It is amazing to see the kind of interest psychology generates. For many of us, at the first glance, psychology does seem like an interesting and simple subject to master. But very soon, we realize it is not so. And, the more we read about psychology, the more we will relate to the many theories and the more we understand about ourselves.

Look at it this way.

A biologist uses a microscope to see things that are out of the bounds of the normal human eye. An engineer builds, designs, and manipulates things that are outside him. A doctor helps others maintain good health. They learn and understand their subject by operating on things outside of them. It might be plants, animals, humans, things, so on. But for psychologists and psychiatrists, they are their own subjects.  They grow every day just by understanding themselves and their thought processes which helps them reach out to others easily.  They have to see through themselves first.

Now, the reason why I’m talking about general psychology here is that I believe there are a lot of misconceptions about the subject. I’ve seen that people rarely talk about psychology in real life. But they do want to know a lot of psychology-related stuff and generally Google them up for answers. I hope to answer some of the most basic questions and queries relating to the field. In the process, I hope to make it more accessible and clear to you; and also show you why it’s one of the most important fields of study.
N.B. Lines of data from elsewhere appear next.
//! Startup orchestrator for the boot appliance.
//!
//! Parses the CLI, brings up the enabled servers, and blocks until
//! SIGINT/SIGTERM. Any failure before the servers are up (bad interface,
//! missing file, bind error) terminates the process with a non-zero
//! status; once running, each server loop is on its own and a dead loop
//! never takes the others down.

use std::net::Ipv4Addr;
use std::path::PathBuf;
use std::sync::Arc;

use anyhow::Context as _;
use clap::Parser;
use tracing::{error, info};

use bootplane::allocator::Ipv4Allocator;
use bootplane::bootp::{BootpServer, DhcpResponder};
use bootplane::handle::HandleTable;
use bootplane::http::HttpServer;
use bootplane::iface;
use bootplane::protocol::rpc::{LookupPolicy, RpcService, ServicePorts};
use bootplane::proxy::RpcUdpProxy;
use bootplane::rarp::{PacketSocket, RarpServer};
use bootplane::tftp::{SingleFileHandler, TftpServer};
use bootplane::udp::{RpcUdp, SharedState, UdpRpcListener};
use bootplane::xdr::{mount, nfs2};

#[derive(Parser, Debug)]
#[command(name = "bootplane", version, about = "Network-boot appliance: RARP, BOOTP, TFTP, portmap, MOUNT and NFSv2")]
struct Cli {
    /// Interface to bind RARP and BOOTP on
    #[arg(long)]
    iface: Option<String>,

    /// Enable the built-in RARP responder
    #[arg(long)]
    rarp: bool,

    /// Enable the built-in BOOTP/DHCP responder
    #[arg(long)]
    bootp: bool,

    /// Root-path option 17 (optional)
    #[arg(long = "bootp-rootpath")]
    bootp_rootpath: Option<String>,

    /// Boot file name, option 67 and the `file` fixed field (optional)
    #[arg(long = "bootp-filename")]
    bootp_filename: Option<String>,

    /// Enable the built-in TFTP server
    #[arg(long)]
    tftp: bool,

    /// File served to every TFTP read request
    #[arg(long = "tftp-file")]
    tftp_file: Option<PathBuf>,

    /// Enable portmap, mountd and the minimal NFSv2 server
    #[arg(long)]
    nfs: bool,

    /// File served to every NFS LOOKUP/READ
    #[arg(long = "nfs-file")]
    nfs_file: Option<PathBuf>,

    /// Resolve LOOKUP names under the export root instead of always
    /// answering with the default file
    #[arg(long = "nfs-resolve-names")]
    nfs_resolve_names: bool,

    /// Relay MOUNT and NFS to this upstream host instead of serving
    /// locally (ports resolved through its rpcbind)
    #[arg(long = "nfs-upstream")]
    nfs_upstream: Option<String>,

    /// Enable the built-in HTTP server
    #[arg(long)]
    http: bool,

    /// File served for all HTTP requests
    #[arg(long = "http-file")]
    http_file: Option<PathBuf>,
}

#[tokio::main]
async fn main() -> anyhow::Result<()> {
    tracing_subscriber::fmt()
        .with_writer(std::io::stdout)
        .init();
    let cli = Cli::parse();

    if cli.tftp {
        start_tftp(&cli).await.context("start tftp failure")?;
    }
    if cli.http {
        start_http(&cli).await.context("start http failure")?;
    }

    // RARP and BOOTP share one allocator derived from the interface, and
    // the interface also supplies the server address BOOTP advertises.
    let mut shared_net: Option<(iface::IfaceInfo, Arc<Ipv4Allocator>, Ipv4Addr)> = None;
    if cli.rarp || cli.bootp {
        let name = cli
            .iface
            .as_deref()
            .context("--iface is required when RARP or BOOTP is enabled")?;
        let info = iface::lookup(name)
            .with_context(|| format!("interface {name} is unusable"))?;
        let allocator = Arc::new(
            Ipv4Allocator::from_cidr(&info.cidr())
                .with_context(|| format!("cannot build pool from {}", info.cidr()))?,
        );
        allocator.reserve_ip(info.addr);
        info!(
            "allocator pool {}-{} on {} (server {})",
            allocator.range_start(),
            allocator.range_end(),
            info.name,
            info.addr
        );
        shared_net = Some((info.clone(), allocator, info.addr));
    }

    if cli.nfs {
        start_nfs(&cli).await.context("start nfs failure")?;
    }

    if cli.bootp {
        let (info, allocator, server_ip) = shared_net.clone().expect("bootp requires interface");
        let responder = Arc::new(DhcpResponder::new(
            allocator.clone(),
            server_ip,
            cli.bootp_rootpath.clone(),
            cli.bootp_filename.clone(),
        ));
        let server =
            BootpServer::bind(&info.name, responder).context("start bootp failure")?;
        info!(
            target: "bootp",
            "BOOTP server enabled on {} with pool {}-{}",
            info.name,
            allocator.range_start(),
            allocator.range_end()
        );
        tokio::spawn(async move {
            if let Err(err) = server.handle_forever().await {
                error!(target: "bootp", "server loop ended: {}", err);
            }
        });
    }

    if cli.rarp {
        let (info, allocator, server_ip) = shared_net.clone().expect("rarp requires interface");
        let link = PacketSocket::open(info.index).context("start rarp failure")?;
        let mut server = RarpServer::new(Box::new(link), info.mac, server_ip, allocator);
        info!(target: "rarp", "RARP server enabled on {}", info.name);
        tokio::task::spawn_blocking(move || {
            if let Err(err) = server.handle_forever() {
                error!(target: "rarp", "server loop ended: {}", err);
            }
        });
    }

    wait_for_shutdown().await;
    Ok(())
}

async fn start_tftp(cli: &Cli) -> anyhow::Result<()> {
    let file = cli
        .tftp_file
        .clone()
        .context("tftp enabled but no --tftp-file provided")?;
    std::fs::metadata(&file).with_context(|| format!("tftp file {file:?} is unreadable"))?;
    let server = TftpServer::bind("0.0.0.0:69", Arc::new(SingleFileHandler::new(file))).await?;
    tokio::spawn(async move {
        if let Err(err) = server.handle_forever().await {
            error!(target: "tftp", "server loop ended: {}", err);
        }
    });
    Ok(())
}

async fn start_http(cli: &Cli) -> anyhow::Result<()> {
    let file = cli
        .http_file
        .clone()
        .context("http enabled but no --http-file provided")?;
    let server = HttpServer::bind("0.0.0.0:80", &file).await?;
    tokio::spawn(async move {
        if let Err(err) = server.handle_forever().await {
            error!(target: "http", "server loop ended: {}", err);
        }
    });
    Ok(())
}

/// Starts portmap plus either the local mountd/nfsd pair or relays to an
/// upstream server.
async fn start_nfs(cli: &Cli) -> anyhow::Result<()> {
    let ports = ServicePorts {
        mountd: 20048,
        nfs: 2049,
        nlockmgr: 0,
    };

    if let Some(upstream) = &cli.nfs_upstream {
        RpcUdpProxy::start("0.0.0.0:20048", upstream, 0, mount::PROGRAM, mount::VERSION)
            .await
            .context("start mount relay failure")?;
        RpcUdpProxy::start("0.0.0.0:2049", upstream, 0, nfs2::PROGRAM, nfs2::VERSION)
            .await
            .context("start nfs relay failure")?;
    }

    let export_file = if cli.nfs_upstream.is_none() {
        let file = cli
            .nfs_file
            .clone()
            .context("nfs enabled but no --nfs-file provided")?;
        std::fs::metadata(&file).with_context(|| format!("nfs file {file:?} is unreadable"))?;
        file
    } else {
        PathBuf::new()
    };

    let state = SharedState {
        handles: Arc::new(HandleTable::new()),
        ports,
        export_root: Arc::new(PathBuf::from("/")),
        export_file: Arc::new(export_file),
        lookup: if cli.nfs_resolve_names {
            LookupPolicy::ResolveUnderRoot
        } else {
            LookupPolicy::DefaultFile
        },
    };

    if cli.nfs_upstream.is_none() {
        let mountd =
            UdpRpcListener::bind("0.0.0.0:20048", RpcService::Mount, state.clone()).await?;
        let nfsd = UdpRpcListener::bind("0.0.0.0:2049", RpcService::Nfs, state.clone()).await?;
        spawn_rpc(mountd);
        spawn_rpc(nfsd);
    }
    let portmap =
        UdpRpcListener::bind("0.0.0.0:111", RpcService::Portmap, state.clone()).await?;
    spawn_rpc(portmap);

    info!(target: "rpc", "MOUNT/NFS/portmap enabled");
    Ok(())
}

fn spawn_rpc(listener: UdpRpcListener) {
    tokio::spawn(async move {
        if let Err(err) = listener.handle_forever().await {
            error!(target: "rpc", "server loop ended: {}", err);
        }
    });
}

/// Blocks until SIGINT or SIGTERM.
async fn wait_for_shutdown() {
    use tokio::signal::unix::{signal, SignalKind};

    let mut term = match signal(SignalKind::terminate()) {
        Ok(sig) => sig,
        Err(err) => {
            error!("cannot install SIGTERM handler: {}", err);
            let _ = tokio::signal::ctrl_c().await;
            info!("received interrupt, exiting");
            return;
        }
    };
    tokio::select! {
        _ = tokio::signal::ctrl_c() => info!("received SIGINT, exiting"),
        _ = term.recv() => info!("received SIGTERM, exiting"),
    }
}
No subject-specific jargons, I promise! Let’s begin by understanding the basics.

What is psychology?

Understanding definitions and imbibing those words in their truest sense are two different things, right? The widely accepted definition is this. Psychology is the scientific study of the human mind and behavior. Sounds, simple right? The basic premise of psychology is to understand our drives and urges and how it manifests as different behaviors. Imagine a human as a thing that receives an input and gives an output. But is it that simple?

How are we different from, say a computer program or a robot? Here’s a rough sketch I drew when my lecturer tried to teach me this concept.

Psychology flowchart

So, psychology can also be defined as the study of these external factors. Here’s where things get interesting. To understand why we react in different ways to the same input, we need to understand the most important concept in psychology — that human mind doesn’t function in terms of binaries; black or white; yes or no; or good or bad. The brain — that powers everything — is still an enigma. We’ll get into the functioning of brain a bit later. But at this point, it is only necessary to understand that psychology is the study of ourselves, what powers us to do certain things and what role of these external factors play.

Is psychology a science?

I had italicized the word ‘scientific’ in the formal definition for a purpose. Psychology employs methods that are widely accepted as being scientific. But there are a few who believe that the field can never be scientific. To understand the debate better, we need to understand the concept of science. And, when do we call something as being ‘scientific’.

Repeatability and reproducibility are two important concepts in science.

I’ll use an example of a physics experiment. To conduct an experiment successfully, we need to control the external variables or take them into account while calculating our results. External variables are those forces that threaten to derail or dilute the intended result of an experiment. That’s why we use sound-proof rooms; temperature and humidity controllers, etc. They can affect the results. When we remove these elements and end up with a result, we can, to a large extent, call it universal because we’ve tested them in a change-proof environment.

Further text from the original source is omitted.